Este Tribunal de Contas também poderá aplicar por analogia a Lei Federal nº 8.213/91, com fundamento no artigo 40, parágrafo 12, da Constituição Federal e no artigo 4º, da Lei de Introdução do Código Civil, que possuem as seguintes redações, respectivamente:

Art. 40

 [...]

§ 12 - Além do disposto neste artigo, o regime de previdência dos servidores públicos titulares de cargo efetivo observará, no que couber, os requisitos e critérios fixados para o regime geral de previdência social. (Incluído pela Emenda Constitucional n 20, de 15/12/98)

Art. 4o Quando a lei for omissa, o juiz decidirá o caso de acordo com a analogia, os costumes e os princípios gerais de direito.

Aliás, esta Corte possui prejulgados segundo os quais, para fins de aposentadoria por invalidez, na falta de legislação local definindo os casos de doenças graves, é possível a aplicação subsidiária de Portaria Interministerial que dispõe sobre as hipóteses de doenças graves, contagiosas ou incuráveis, com base no artigo 40, parágrafo 12, da Constituição Federal, nos seguintes termos:

1530

[...]
3. Compete ao ente instituidor do Regime Próprio de Previdência Social (RPPS), definir por meio de lei, quais as hipóteses das doenças graves, contagiosas ou incuráveis.

4. No Estado de Santa Catarina, apenas a AIDS (Lei Estadual nº 7.590/89) é considerada moléstia grave.

5. Com base no § 12 do art. 40 da Constituição Federal, enquanto não for instituída Lei Estadual, consideram-se doenças graves incapacitantes aquelas previstas no art. 1º da Portaria Interministerial MPAS/MS nº 2.998, de 23 de agosto de 2001. (g.n.)

1707[...]
4. Com fundamento no § 12 do art. 40 da Carta Magna, enquanto não for editada lei específica para regular o dispositivo constitucional, o benefício previsto o § 21 do art. 40 da Constituição Federal, introduzido pela Emenda Constitucional nº 47, de 2005, deve ser garantido mediante a aplicação da regra do art. 1º da Portaria Interministerial MPAS/MS n. 2.998, de 23 de agosto de 2001.

1945

1. Quando o município possuir Regime Próprio de Previdência Social (RPPS) e norma local regulamentando as doenças graves, contagiosas e incuráveis, que dão direito à aposentadoria por invalidez (art. 40, § 1º, I, da Constituição Federal), não deverá ser aplicada a Portaria Interministerial MPAS/MS nº 2.998/01.

2. Com base no § 12 do art. 40 da Constituição Federal, na falta de legislação local, é assegurado ao servidor público a aplicação subsidiária da Portaria Interministerial MPAS/MS nº 2.998/01.

Processo: CON-08/00049462 Parecer: COG-64/2008 Decisão: 751/2008 Origem: Câmara Municipal de Florianópolis Relator: Conselheiro Luiz Roberto Herbst Data da Sessão: 14/04/2008 Data do Diário Oficial: 29/04/2008

Neste passo, esta Corte também tem reconhecido a legalidade de aposentadoria especial aos servidores públicos, conforme julgamentos proferidos nos processos REC 07/00256490 (Decisão nº 1/2009) e REC 08/00446976 (Decisão 364/2009).

 

            Consoante o entendimento da Consultoria Geral, a ausência da lei complementar prevista no artigo 40, § 4º da CF/88, não é óbice para a concessão de aposentadoria especial aos servidores que laboram em atividades consideradas penosas, insalubres ou perigosas.

 O cerne da questão refere-se, portanto, à possibilidade do Tribunal de Contas reconhecer ao servidor público o direito subjetivo a aposentadoria especial, sem amparo em lei, aplicando por analogia a lei geral da previdência.

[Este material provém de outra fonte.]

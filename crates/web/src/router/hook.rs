// =============================================================================
// Mapea Web - Section Router Binding
// =============================================================================
// Table of Contents:
// 1. Router Handle
// 2. Browser Subscriptions
// 3. use_section_router
// =============================================================================

use leptos::prelude::*;
use wasm_bindgen::prelude::Closure;
use wasm_bindgen::{JsCast, JsValue};
use web_sys::{
    IntersectionObserver, IntersectionObserverEntry, IntersectionObserverInit, PopStateEvent,
};

use super::machine::{SectionRouter, Visibility};
use super::section::Section;
use crate::browser::web::section_from_js_state;
use crate::browser::WebBrowser;
use crate::config::RouterOptions;
use crate::i18n::Language;
use crate::utils::{self, js_error_text};

// -----------------------------------------------------------------------------
// 1. Router Handle
// -----------------------------------------------------------------------------

/// Reactive handle on the page's [`SectionRouter`].
///
/// The handle is the only writer of the active-section signal; components
/// read it through [`SectionRouterHandle::active_section`] and request
/// changes through [`SectionRouterHandle::navigate_to_section`].
#[derive(Clone, Copy)]
pub struct SectionRouterHandle {
    active: RwSignal<Section>,
    router: StoredValue<SectionRouter<WebBrowser>, LocalStorage>,
}

impl SectionRouterHandle {
    fn new(language: Language, initial: Section, options: RouterOptions) -> Self {
        let router = SectionRouter::new(WebBrowser, language, initial, options);
        Self {
            active: RwSignal::new(initial),
            router: StoredValue::new_local(router),
        }
    }

    /// The active section, read-only.
    pub fn active_section(&self) -> ReadSignal<Section> {
        self.active.read_only()
    }

    /// Tracked check used for nav highlighting.
    pub fn is_active(&self, section: Section) -> bool {
        self.active.get() == section
    }

    pub fn navigate_to_section(&self, section: Section, smooth: bool) {
        self.apply(|router| Some(router.navigate_to_section(section, smooth)));
    }

    fn initialize(&self) {
        self.apply(|router| Some(router.initialize()));
    }

    fn on_intersections(&self, batch: Vec<Visibility>) {
        self.apply(|router| router.on_intersections(batch));
    }

    fn on_pop_state(&self, state: Option<Section>) {
        self.apply(|router| Some(router.on_pop_state(state)));
    }

    /// Run a transition, then mirror its result into the signal once the
    /// router is no longer borrowed.
    fn apply(&self, transition: impl FnOnce(&mut SectionRouter<WebBrowser>) -> Option<Section>) {
        let next = self.router.try_update_value(transition).flatten();
        if let Some(next) = next {
            if self.active.get_untracked() != next {
                self.active.set(next);
            }
        }
    }
}

// -----------------------------------------------------------------------------
// 2. Browser Subscriptions
// -----------------------------------------------------------------------------

type IntersectCallback = Closure<dyn FnMut(js_sys::Array, IntersectionObserver)>;
type PopStateCallback = Closure<dyn FnMut(PopStateEvent)>;

/// The intersection observer and popstate listener feeding one router.
/// Dropping it disconnects both.
pub struct RouterSubscriptions {
    observer: IntersectionObserver,
    _on_intersect: IntersectCallback,
    on_pop_state: PopStateCallback,
}

impl RouterSubscriptions {
    fn install(handle: SectionRouterHandle, options: &RouterOptions) -> Option<Self> {
        let window = utils::window()?;

        let on_intersect =
            IntersectCallback::new(move |entries: js_sys::Array, _: IntersectionObserver| {
                let batch = entries
                    .iter()
                    .filter_map(|entry| entry.dyn_into::<IntersectionObserverEntry>().ok())
                    .filter_map(|entry| {
                        Some(Visibility {
                            section: Section::from_id(&entry.target().id())?,
                            intersecting: entry.is_intersecting(),
                        })
                    })
                    .collect();
                handle.on_intersections(batch);
            });

        let init = IntersectionObserverInit::new();
        init.set_root_margin(options.root_margin);
        init.set_threshold(&JsValue::from_f64(options.threshold));

        let callback: &js_sys::Function = on_intersect.as_ref().unchecked_ref();
        let observer = match IntersectionObserver::new_with_options(callback, &init) {
            Ok(observer) => observer,
            Err(err) => {
                log::warn!("IntersectionObserver unavailable: {}", js_error_text(&err));
                return None;
            }
        };

        for section in Section::ALL {
            if let Some(element) = utils::element_by_id(section.as_str()) {
                observer.observe(&element);
            }
        }

        let on_pop_state = PopStateCallback::new(move |event: PopStateEvent| {
            handle.on_pop_state(section_from_js_state(&event.state()));
        });

        let listener: &js_sys::Function = on_pop_state.as_ref().unchecked_ref();
        if let Err(err) = window.add_event_listener_with_callback("popstate", listener) {
            log::warn!("popstate listener failed: {}", js_error_text(&err));
            observer.disconnect();
            return None;
        }

        Some(Self {
            observer,
            _on_intersect: on_intersect,
            on_pop_state,
        })
    }
}

impl Drop for RouterSubscriptions {
    fn drop(&mut self) {
        self.observer.disconnect();
        if let Some(window) = utils::window() {
            let listener: &js_sys::Function = self.on_pop_state.as_ref().unchecked_ref();
            let _ = window.remove_event_listener_with_callback("popstate", listener);
        }
        log::debug!("section router unsubscribed");
    }
}

// -----------------------------------------------------------------------------
// 3. use_section_router
// -----------------------------------------------------------------------------

/// Create the page's section router.
///
/// After mount it reads the section from the URL and starts watching the
/// section anchors and history pops. Both watches end when the owning view
/// is cleaned up.
pub fn use_section_router(
    language: Language,
    initial: Section,
    options: RouterOptions,
) -> SectionRouterHandle {
    let handle = SectionRouterHandle::new(language, initial, options.clone());
    let subscriptions = StoredValue::new_local(None::<RouterSubscriptions>);

    Effect::new(move |_| {
        handle.initialize();
        subscriptions.set_value(RouterSubscriptions::install(handle, &options));
    });

    on_cleanup(move || {
        subscriptions.update_value(|subs| {
            subs.take();
        });
    });

    handle
}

A seguir, passo a tecer breves considerações sobre o tema, a fim de justificar a minha proposta de voto.

 

I – Natureza da Decisão proferida pelo STF

            O mandado de injunção, consagrado na Carta Magna em seu art. 5º, LXXI, destina-se a amparar, objetiva e concretamente, o exercício de direitos subjetivos lesionados em face da omissão legislativa. Trata-se de um remédio constitucional que busca suprimir a omissão do Poder Público e viabilizar o exercício de um direito, uma liberdade ou uma prerrogativa prevista na Constituição Federal.

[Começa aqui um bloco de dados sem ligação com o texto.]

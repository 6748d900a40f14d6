// =============================================================================
// Mapea Web - Main App Component
// =============================================================================
// Table of Contents:
// 1. Imports
// 2. Language Bootstrap
// 3. App Component
// =============================================================================

use leptos::prelude::*;
use leptos_meta::{provide_meta_context, Meta, Title};

use crate::browser::{Browser, HistoryState, WebBrowser};
use crate::components::{Footer, SiteNav};
use crate::config::SiteConfig;
use crate::i18n::{bootstrap_redirect, preferred_language, I18n, Language};
use crate::pages::LandingPage;
use crate::router::{section_from_path, section_url, use_section_router, Section};
use crate::state::AppState;

// -----------------------------------------------------------------------------
// 2. Language Bootstrap
// -----------------------------------------------------------------------------

/// Pick the page language and make sure the address bar carries its prefix.
fn bootstrap_language(config: &SiteConfig) -> Language {
    let language = preferred_language(&WebBrowser, config.language_storage_key);

    if let Some(target) = bootstrap_redirect(&WebBrowser, language) {
        let state = HistoryState {
            section: section_from_path(&target),
        };
        if let Err(err) = WebBrowser.replace_state(&state, &target) {
            log::warn!("could not add language prefix: {}", err);
        }
    }
    language
}

// -----------------------------------------------------------------------------
// 3. App Component
// -----------------------------------------------------------------------------

/// Root application component.
#[component]
pub fn App() -> impl IntoView {
    provide_meta_context();

    let config = SiteConfig::from_env();
    let language = bootstrap_language(&config);
    log::info!("rendering {} site ({:?})", language, config.environment);

    let i18n = I18n::new(language, config.language_storage_key);
    let router = use_section_router(language, Section::Home, config.router.clone());

    let site_url = config.site_url.trim_end_matches('/').to_string();

    provide_context(i18n);
    provide_context(AppState::new(config, i18n, router));

    // Head metadata follows the section in view.
    let active = router.active_section();
    let title = move || i18n.seo(active.get()).title;
    let description = move || i18n.seo(active.get()).description;
    let keywords = move || i18n.seo(active.get()).keywords;
    let canonical = move || format!("{}{}", site_url, section_url(language, active.get()));

    view! {
        <Title text=title />
        <Meta name="description" content=description />
        <Meta name="keywords" content=keywords />
        <Meta property="og:locale" content=language.og_locale() />
        <Meta property="og:url" content=canonical />

        <div class="site" lang=language.code()>
            <SiteNav />
            <LandingPage />
            <Footer />
        </div>
    }
}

Os efeitos do mandado de injunção restringem-se às partes, não alcançando terceiros. E, nesse sentido, esclarece o Auditor Substituto de Conselheiro Cleber Muniz Gavi:

Pelo fato do Poder Judiciário não possuir, na essência, a função legislativa, a decisão em mandado de injunção não substitui a vontade do legislador inerte, omisso. Ela apenas viabilizará, em determinadas situações, o exercício do direito dependente de norma regulamentadora inexistente. Não obstante tenha natureza mandamental e não apenas declaratória, a decisão não transborda do processo em julgamento.

 

A jurisprudência que predomina no Supremo Tribunal Federal sempre refletiu uma posição não concretista, conferindo ao mandado de injunção apenas a função específica de ensejar o reconhecimento formal da inércia do Poder Público na regulamentação da norma constitucional positivadora do direito postulado.

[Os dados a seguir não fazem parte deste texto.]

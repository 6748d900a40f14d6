// =============================================================================
// Mapea Web - Real Browser
// =============================================================================
// Table of Contents:
// 1. History State Conversion
// 2. Language Preference
// 3. WebBrowser
// =============================================================================

use gloo_storage::Storage;
use gloo_timers::callback::Timeout;
use wasm_bindgen::JsValue;
use web_sys::{ScrollBehavior, ScrollIntoViewOptions, ScrollLogicalPosition};

use super::{
    language_from_storage, language_to_storage, Browser, BrowserError, HistoryState, ScrollMode,
};
use crate::i18n::Language;
use crate::router::Section;
use crate::utils::{self, js_error_text};

// -----------------------------------------------------------------------------
// 1. History State Conversion
// -----------------------------------------------------------------------------

/// `{ section: "<id>" }` as a plain JS object.
pub fn history_state_to_js(state: &HistoryState) -> Result<JsValue, BrowserError> {
    serde_wasm_bindgen::to_value(state).map_err(|err| BrowserError::Js(err.to_string()))
}

/// Section carried by a popstate payload, if it names a known one.
pub fn section_from_js_state(state: &JsValue) -> Option<Section> {
    serde_wasm_bindgen::from_value::<HistoryState>(state.clone())
        .ok()
        .map(|state| state.section)
}

fn js_err(err: JsValue) -> BrowserError {
    BrowserError::Js(js_error_text(&err))
}

// -----------------------------------------------------------------------------
// 2. Language Preference
// -----------------------------------------------------------------------------

/// `localStorage`, reached through gloo once a window exists.
fn local_storage() -> Result<web_sys::Storage, BrowserError> {
    utils::window().ok_or(BrowserError::Unavailable)?;
    Ok(gloo_storage::LocalStorage::raw())
}

// -----------------------------------------------------------------------------
// 3. WebBrowser
// -----------------------------------------------------------------------------

/// [`Browser`] over `window`, `history`, `document` and `localStorage`.
#[derive(Clone, Copy, Debug, Default)]
pub struct WebBrowser;

impl WebBrowser {
    fn history(&self) -> Result<web_sys::History, BrowserError> {
        utils::window()
            .ok_or(BrowserError::Unavailable)?
            .history()
            .map_err(js_err)
    }
}

impl Browser for WebBrowser {
    fn pathname(&self) -> Option<String> {
        utils::get_pathname()
    }

    fn query_param(&self, name: &str) -> Option<String> {
        utils::get_query_param(name)
    }

    fn push_state(&self, state: &HistoryState, url: &str) -> Result<(), BrowserError> {
        self.history()?
            .push_state_with_url(&history_state_to_js(state)?, "", Some(url))
            .map_err(js_err)
    }

    fn replace_state(&self, state: &HistoryState, url: &str) -> Result<(), BrowserError> {
        self.history()?
            .replace_state_with_url(&history_state_to_js(state)?, "", Some(url))
            .map_err(js_err)
    }

    fn scroll_to_section(&self, section: Section, mode: ScrollMode) -> bool {
        let Some(element) = utils::element_by_id(section.as_str()) else {
            return false;
        };

        let options = ScrollIntoViewOptions::new();
        options.set_behavior(match mode {
            ScrollMode::Smooth => ScrollBehavior::Smooth,
            ScrollMode::Instant => ScrollBehavior::Auto,
        });
        options.set_block(ScrollLogicalPosition::Start);
        element.scroll_into_view_with_scroll_into_view_options(&options);
        true
    }

    fn schedule_scroll(&self, section: Section, delay_ms: u32) {
        if utils::window().is_none() {
            return;
        }
        Timeout::new(delay_ms, move || {
            if !WebBrowser.scroll_to_section(section, ScrollMode::Instant) {
                log::debug!("deferred scroll: #{} not rendered", section);
            }
        })
        .forget();
    }

    fn store_language(&self, key: &str, lang: Language) -> Result<(), BrowserError> {
        local_storage()?
            .set_item(key, language_to_storage(lang))
            .map_err(|err| BrowserError::Storage(js_error_text(&err)))
    }

    fn stored_language(&self, key: &str) -> Option<Language> {
        let raw = local_storage().ok()?.get_item(key).ok()?;
        raw.as_deref().and_then(language_from_storage)
    }

    fn assign_location(&self, href: &str) -> Result<(), BrowserError> {
        utils::window()
            .ok_or(BrowserError::Unavailable)?
            .location()
            .set_href(href)
            .map_err(js_err)
    }
}
//! Runtime names for the character variants.

use std::io::Write;

use crate::{AttackError, Mage, Thief, Warrior, trigger_attack_ref};

/// Character class, one per concrete variant.
///
/// Dispatching through a class is still static: each `match` arm calls a
/// different monomorphized helper.
#[derive(
    Clone,
    Copy,
    Debug,
    PartialEq,
    Eq,
    Hash,
    strum::Display,
    strum::EnumString,
    strum::AsRefStr,
)]
#[strum(serialize_all = "snake_case", ascii_case_insensitive)]
pub enum CharacterClass {
    /// Sword fighter
    Warrior,
    /// Spellcaster
    Mage,
    /// Stealth attacker
    Thief,
}

impl CharacterClass {
    /// Every class in declaration order.
    pub const ALL: [CharacterClass; 3] = [Self::Warrior, Self::Mage, Self::Thief];

    /// Builds a fresh character of this class and triggers its attack.
    pub fn perform_attack<W: Write + ?Sized>(self, out: &mut W) -> Result<(), AttackError> {
        match self {
            Self::Warrior => trigger_attack_ref(&mut Warrior, out),
            Self::Mage => trigger_attack_ref(&mut Mage, out),
            Self::Thief => trigger_attack_ref(&mut Thief, out),
        }
    }
}
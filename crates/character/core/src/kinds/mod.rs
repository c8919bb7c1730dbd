//! Concrete character variants.

mod mage;
mod thief;
mod warrior;

pub use mage::Mage;
pub use thief::Thief;
pub use warrior::Warrior;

Contudo, esse posicionamento vem sendo revisto gradativamente pela Corte Suprema, que adotou, quando do julgamento do MI 721/DF, em 30/08/2007, um posicionamento concretista, salientando o caráter mandamental e não simplesmente declaratório do mandado de injunção e, assim, implementando a eficácia da norma constitucional ao autor.

Ressalte-se que a evolução jurisprudencial vem ocorrendo de forma cautelosa. A decisão proferida pelo STF, de forma explícita, enfatizou que o direito à aposentadoria especial nos moldes da lei geral da previdência depende de expresso pronunciamento judicial, senão vejamos :

MI 721/DF

“APOSENTADORIA - TRABALHO EM CONDIÇÕES ESPECIAIS - PREJUÍZO À SAÚDE DO SERVIDOR - INEXISTÊNCIA DE LEI COMPLEMENTAR - ARTIGO 40, § 4º, DA CONSTITUIÇÃO FEDERAL. Inexistente a disciplina específica da aposentadoria especial do servidor, impõe-se a adoção, via pronunciamento judicial, daquela própria aos trabalhadores em geral - artigo 57, § 1º, da Lei nº 8.213/91 (MI 721 / DF - DISTRITO FEDERAL; MANDADO DE INJUNÇÃO; Relator(a):  Min. MARCO AURÉLIO; Julgamento:  30/08/2007; Órgão Julgador:  Tribunal Pleno). (g.n.)

Deve-se ressaltar ainda que o novo entendimento manifestado pelo Supremo não muda a extensão dos efeitos da decisão proferida no mandado de injunção, que permanece inter partes.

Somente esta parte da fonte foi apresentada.